Data collection added to hospital burden, state says
Guest services staff will wait for arriving patients, employees, and visitors on April 13, 2020 at the main entrance of the University of Iowa Hospitals and Clinics. That week, UIHC received a $2 million gift from the Richard O. Jacobson Foundation to help the hospital and its staff fight the COVID-19 pandemic. (The Official Gazette)
Sarah Ekstrand, a spokesperson for the Iowa Department of Public Health, said it was inconvenient and unnecessary for hospitals to report the country of residence of Iowans receiving clinical treatment for COVID-19.
As such, the department no longer requires hospitals to report the information, which the state previously published online. A page on the state’s coronavirus website that contained the information was recently removed — a change first noted by the Iowa Falls Times Citizen.

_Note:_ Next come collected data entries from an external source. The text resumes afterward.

// @file: kline_exporter/src/connectors/retry.rs
// @description: Bounded retry with exponential backoff for page requests.
// @author: LAS.

use log::warn;
use std::future::Future;
use tokio::time::{sleep, Duration};

//
// TYPE DEFINITIONS
//

#[derive(Debug, Clone, PartialEq, Eq)]
pub struct RetryPolicy {
    pub initial_backoff: Duration,
    pub max_backoff: Duration,
    pub multiplier: u32,
    /// Retries after the first attempt. Zero means a single attempt.
    pub max_retries: u32,
}

impl Default for RetryPolicy {
    fn default() -> Self {
        Self {
            initial_backoff: Duration::from_millis(200),
            max_backoff: Duration::from_secs(5),
            multiplier: 2,
            max_retries: 3,
        }
    }
}

impl RetryPolicy {
    pub fn none() -> Self {
        Self {
            max_retries: 0,
            ..Self::default()
        }
    }
}


//
// PUBLIC INTERFACE
//

/// Run `operation` until it succeeds, fails with an error `should_retry`
/// rejects, or the retry budget is spent. The last error is returned.
pub async fn retry_with_backoff<F, Fut, T, E>(
    policy: &RetryPolicy,
    should_retry: impl Fn(&E) -> bool,
    mut operation: F,
) -> Result<T, E>
where
    F: FnMut() -> Fut,
    Fut: Future<Output = Result<T, E>>,
    E: std::fmt::Display,
{
    let mut backoff: Duration = policy.initial_backoff;

    for attempt in 1..=policy.max_retries {
        match operation().await {
            Ok(value) => return Ok(value),
            Err(err) if should_retry(&err) => {
                warn!(
                    "Attempt {}/{} failed: {}. Retrying in {:?}",
                    attempt,
                    policy.max_retries + 1,
                    err,
                    backoff
                );
                sleep(backoff).await;
                backoff = (backoff * policy.multiplier).min(policy.max_backoff);
            }
            Err(err) => return Err(err),
        }
    }

    // #1. Final attempt, its error is surfaced as-is
    operation().await
}


#[cfg(test)]
mod tests {
    use super::*;
    use crate::core::error::KlineError;
    use std::sync::atomic::{AtomicU32, Ordering};
    use std::sync::Arc;

    fn fast_policy(max_retries: u32) -> RetryPolicy {
        RetryPolicy {
            initial_backoff: Duration::from_millis(1),
            max_backoff: Duration::from_millis(4),
            multiplier: 2,
            max_retries,
        }
    }

    #[test]
    fn test_default_policy() {
        let policy = RetryPolicy::default();
        assert_eq!(policy.initial_backoff, Duration::from_millis(200));
        assert_eq!(policy.max_backoff, Duration::from_secs(5));
        assert_eq!(policy.max_retries, 3);
        assert_eq!(RetryPolicy::none().max_retries, 0);
    }

    #[tokio::test]
    async fn test_succeeds_after_transient_failures() {
        let attempts = Arc::new(AtomicU32::new(0));
        let counter = Arc::clone(&attempts);

        let result: Result<&str, KlineError> = retry_with_backoff(
            &fast_policy(3),
            KlineError::is_retriable,
            move || {
                let n = counter.fetch_add(1, Ordering::SeqCst);
                async move {
                    if n < 2 {
                        Err(KlineError::RateLimited { status: 429 })
                    } else {
                        Ok("page")
                    }
                }
            },
        )
        .await;

        assert_eq!(result, Ok("page"));
        assert_eq!(attempts.load(Ordering::SeqCst), 3);
    }

    #[tokio::test]
    async fn test_malformed_response_is_not_retried() {
        let attempts = Arc::new(AtomicU32::new(0));
        let counter = Arc::clone(&attempts);

        let result: Result<(), KlineError> = retry_with_backoff(
            &fast_policy(3),
            KlineError::is_retriable,
            move || {
                counter.fetch_add(1, Ordering::SeqCst);
                async { Err(KlineError::MalformedResponse("not an array".to_string())) }
            },
        )
        .await;

        assert!(matches!(result, Err(KlineError::MalformedResponse(_))));
        assert_eq!(attempts.load(Ordering::SeqCst), 1);
    }

    #[tokio::test]
    async fn test_budget_exhaustion_returns_last_error() {
        let attempts = Arc::new(AtomicU32::new(0));
        let counter = Arc::clone(&attempts);

        let result: Result<(), KlineError> = retry_with_backoff(
            &fast_policy(2),
            KlineError::is_retriable,
            move || {
                counter.fetch_add(1, Ordering::SeqCst);
                async { Err(KlineError::Transport("connection refused".to_string())) }
            },
        )
        .await;

        assert_eq!(
            result,
            Err(KlineError::Transport("connection refused".to_string()))
        );
        // 2 retries + 1 final attempt
        assert_eq!(attempts.load(Ordering::SeqCst), 3);
    }
}
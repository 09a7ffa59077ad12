// @file: kline_exporter/src/output/mod.rs
// @description: File outputs derived from a fetched series.
// @author: LAS.

pub mod chart;
pub mod tsv;
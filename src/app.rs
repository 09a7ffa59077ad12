// @file: kline_exporter/src/app.rs
// @description: One fetch-and-export run: validate inputs, page through the endpoint, write outputs.
// @author: LAS.

use crate::cli::RunRequest;
use crate::connectors::binance_rest::BinanceRestClient;
use crate::core::dates::{parse_utc_millis, TimePoint};
use crate::core::error::Result;
use crate::core::fetcher::{FetcherSettings, SeriesFetcher};
use crate::core::interval::{parse_interval, Interval};
use crate::core::models::FetchReport;
use crate::output::{chart, tsv};
use crate::utils::config::AppConfig;
use log::info;
use std::path::PathBuf;

//
// TYPE DEFINITIONS
//

#[derive(Debug, Clone)]
pub struct RunOutcome {
    pub report: FetchReport,
    pub export_path: PathBuf,
    pub chart_path: Option<PathBuf>,
}


//
// PUBLIC INTERFACE
//

pub async fn run(request: &RunRequest, config: &AppConfig) -> Result<RunOutcome> {
    // #1. Caller errors surface before any network call
    let interval: Interval = parse_interval(&request.interval)?;
    let start: TimePoint = parse_utc_millis(&request.start)?;
    let end: TimePoint = parse_utc_millis(&request.end)?;

    // #2. Fetch
    let client: BinanceRestClient = BinanceRestClient::from_config(config, request.market)?;
    let fetcher = SeriesFetcher::with_settings(client, FetcherSettings::from(config));
    let report: FetchReport = fetcher
        .fetch_interval(&request.pair, &interval, start, end)
        .await?;

    // #3. Export next to each other under <output_root>/<PAIR>
    let dir: PathBuf = config.output_dir(&request.pair);
    let export_path: PathBuf = dir.join(format!("{}.csv", request.filename));
    tsv::write_series(&export_path, &report.series)?;

    let chart_path: Option<PathBuf> = if request.chart {
        let path: PathBuf = dir.join(format!("{}.svg", request.filename));
        let x_label: String = format!("Time: {}", interval);
        chart::write_chart(&path, &report.series, &request.pair, &x_label)?;
        Some(path)
    } else {
        None
    };

    info!(
        "Exported {} {} candles for {}",
        report.series.len(),
        interval,
        request.pair
    );

    Ok(RunOutcome {
        report,
        export_path,
        chart_path,
    })
}
// @file: kline_exporter/src/core/interfaces.rs
// @description: The seam between the pagination loop and whatever serves kline pages.
// @author: LAS.

use crate::core::dates::TimePoint;
use crate::core::error::Result;
use crate::core::models::Candle;
use async_trait::async_trait;

//
// TYPE DEFINITIONS
//

/// One page worth of query parameters.
#[derive(Debug, Clone, PartialEq, Eq)]
pub struct PageRequest {
    pub symbol: String,
    pub interval: String,
    pub start_time: TimePoint,
    pub end_time: TimePoint,
    pub limit: usize,
}


//
// TRAIT DEFINITIONS
//

#[async_trait]
pub trait PageSource: Send + Sync {
    // #1. Fetch a single page, oldest candle first
    async fn fetch_page(&self, request: &PageRequest) -> Result<Vec<Candle>>;

    // #2. Identifier used in log lines
    fn name(&self) -> &str {
        "page-source"
    }

    // #3. Server-side cap on rows per page, when the source has one
    fn max_page_limit(&self) -> Option<usize> {
        None
    }
}

#[async_trait]
impl<S: PageSource + ?Sized> PageSource for std::sync::Arc<S> {
    async fn fetch_page(&self, request: &PageRequest) -> Result<Vec<Candle>> {
        (**self).fetch_page(request).await
    }

    fn name(&self) -> &str {
        (**self).name()
    }

    fn max_page_limit(&self) -> Option<usize> {
        (**self).max_page_limit()
    }
}
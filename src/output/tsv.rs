// @file: kline_exporter/src/output/tsv.rs
// @description: Tab-separated export of a candle series, indexed by close time.
// @author: LAS.

use crate::core::error::{KlineError, Result};
use crate::core::models::{Candle, Series};
use chrono::DateTime;
use csv::{Writer, WriterBuilder};
use log::info;
use std::fs;
use std::io::Write;
use std::path::Path;

//
// CONSTANTS
//

pub const INDEX_COLUMN: &str = "timestamp";
const TIMESTAMP_FORMAT: &str = "%Y-%m-%d %H:%M:%S%.3f";


//
// PUBLIC INTERFACE
//

/// Write `series` to `path`, creating parent directories as needed.
pub fn write_series(path: &Path, series: &Series) -> Result<()> {
    if let Some(parent) = path.parent() {
        if !parent.as_os_str().is_empty() {
            fs::create_dir_all(parent)?;
        }
    }

    let file = fs::File::create(path)?;
    write_series_to(file, series)?;

    info!("Wrote {} rows to {}", series.len(), path.display());
    Ok(())
}

pub fn write_series_to<W: Write>(sink: W, series: &Series) -> Result<()> {
    let mut writer: Writer<W> = WriterBuilder::new().delimiter(b'\t').from_writer(sink);

    // #1. Header: index column then the candle fields
    let mut header: Vec<&str> = Vec::with_capacity(Candle::FIELD_NAMES.len() + 1);
    header.push(INDEX_COLUMN);
    header.extend_from_slice(&Candle::FIELD_NAMES);
    writer.write_record(&header)?;

    // #2. One row per candle
    for candle in series {
        writer.write_record(candle_record(candle)?)?;
    }

    writer.flush()?;
    Ok(())
}

/// Human-readable UTC rendering of an epoch-millisecond timestamp.
pub fn format_index(millis: i64) -> Result<String> {
    DateTime::from_timestamp_millis(millis)
        .map(|dt| dt.format(TIMESTAMP_FORMAT).to_string())
        .ok_or_else(|| KlineError::Export(format!("timestamp out of range: {}", millis)))
}


//
// INTERNAL HELPERS
//

fn candle_record(candle: &Candle) -> Result<[String; 12]> {
    Ok([
        format_index(candle.close_time)?,
        candle.open_time.to_string(),
        candle.open.to_string(),
        candle.high.to_string(),
        candle.low.to_string(),
        candle.close.to_string(),
        candle.volume.to_string(),
        candle.close_time.to_string(),
        candle.quote_asset_volume.to_string(),
        candle.number_of_trades.to_string(),
        candle.taker_buy_base_volume.to_string(),
        candle.taker_buy_quote_volume.to_string(),
    ])
}


#[cfg(test)]
mod tests {
    use super::*;
    use crate::core::models::candle_at;

    #[test]
    fn test_header_and_rows() {
        let series = Series::from(vec![
            candle_at(1_514_764_800_000, 3_600_000, 100.0),
            candle_at(1_514_768_400_000, 3_600_000, 101.5),
        ]);

        let mut buffer: Vec<u8> = Vec::new();
        write_series_to(&mut buffer, &series).unwrap();
        let text = String::from_utf8(buffer).unwrap();
        let lines: Vec<&str> = text.lines().collect();

        assert_eq!(lines.len(), 3);
        assert_eq!(
            lines[0],
            "timestamp\topen_time\topen\thigh\tlow\tclose\tvolume\tclose_time\tquote_asset_volume\tnumber_of_trades\ttaker_buy_base_volume\ttaker_buy_quote_volume"
        );

        let first: Vec<&str> = lines[1].split('\t').collect();
        assert_eq!(first.len(), 12);
        assert_eq!(first[0], "2018-01-01 00:59:59.999");
        assert_eq!(first[1], "1514764800000");
        assert_eq!(first[5], "100");
        assert_eq!(first[9], "42");

        let second: Vec<&str> = lines[2].split('\t').collect();
        assert_eq!(second[5], "101.5");
    }

    #[test]
    fn test_empty_series_writes_header_only() {
        let mut buffer: Vec<u8> = Vec::new();
        write_series_to(&mut buffer, &Series::new()).unwrap();
        assert_eq!(String::from_utf8(buffer).unwrap().lines().count(), 1);
    }

    #[test]
    fn test_write_series_creates_directories() {
        let dir = tempfile::tempdir().unwrap();
        let path = dir.path().join("Data").join("ETHUSDT").join("eth.csv");
        let series = Series::from(vec![candle_at(0, 60_000, 1.0)]);

        write_series(&path, &series).unwrap();

        let text = fs::read_to_string(&path).unwrap();
        assert!(text.starts_with("timestamp\t"));
        assert!(text.contains("1970-01-01 00:00:59.999"));
    }
}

“Hospitals in Iowa continue to be stressed due to staffing levels, and any effort IDPH can make to reduce the burden on hospitals will provide much-needed relief,” Ekstrand told the Iowa Capital Dispatch.
It is unclear how much time it took the hospitals to collect and submit the information.
Ekstrand said state health officials used it to monitor infection trends early in the pandemic, but they are now relying on other “existing data collection.” She didn’t work out.
Hospital admissions on the rise
The change comes amid a three-week rise in hospitalizations from COVID-19, according to state data. There were 623 people who received inpatient treatment on Wednesday — a 34 percent increase since Nov. 4 — and 146 received intensive care.
The state reports how many current hospitalizations there are in six regions that cover large swathes of the state. One of the regions has more than 20 provinces.
The overall infection rate in the state has continued to rise throughout the month, leading up to Thanksgiving, and a significant number of vacationers at airports were expected to approach the pre-pandemic number.
The state records an average of more than 1,500 new COVID-19 cases per day, up from about 1,100 in early November.
The populous counties with the highest number of average daily cases are Polk with about 200, Dubuque and Linn with about 100, and Johnson with 80.
Johnson County’s infection rate is the highest since late November. About a third of those infected in the past week were children.
There are pockets of virus hotspots in rural parts of the state. Ida County in Western Iowa and Jackson County along the Mississippi River have rising infection rates, and Decatur on the state’s southern border has the highest rate of the pandemic, with 114 cases in a recent two-week period.
In far north Iowa, Cerro Gordo, Hancock and Winnebago counties report their highest infection rates since November and December. Together they accounted for about 900 cases in the past two weeks.
This article first appeared in the Iowa Capital Dispatch.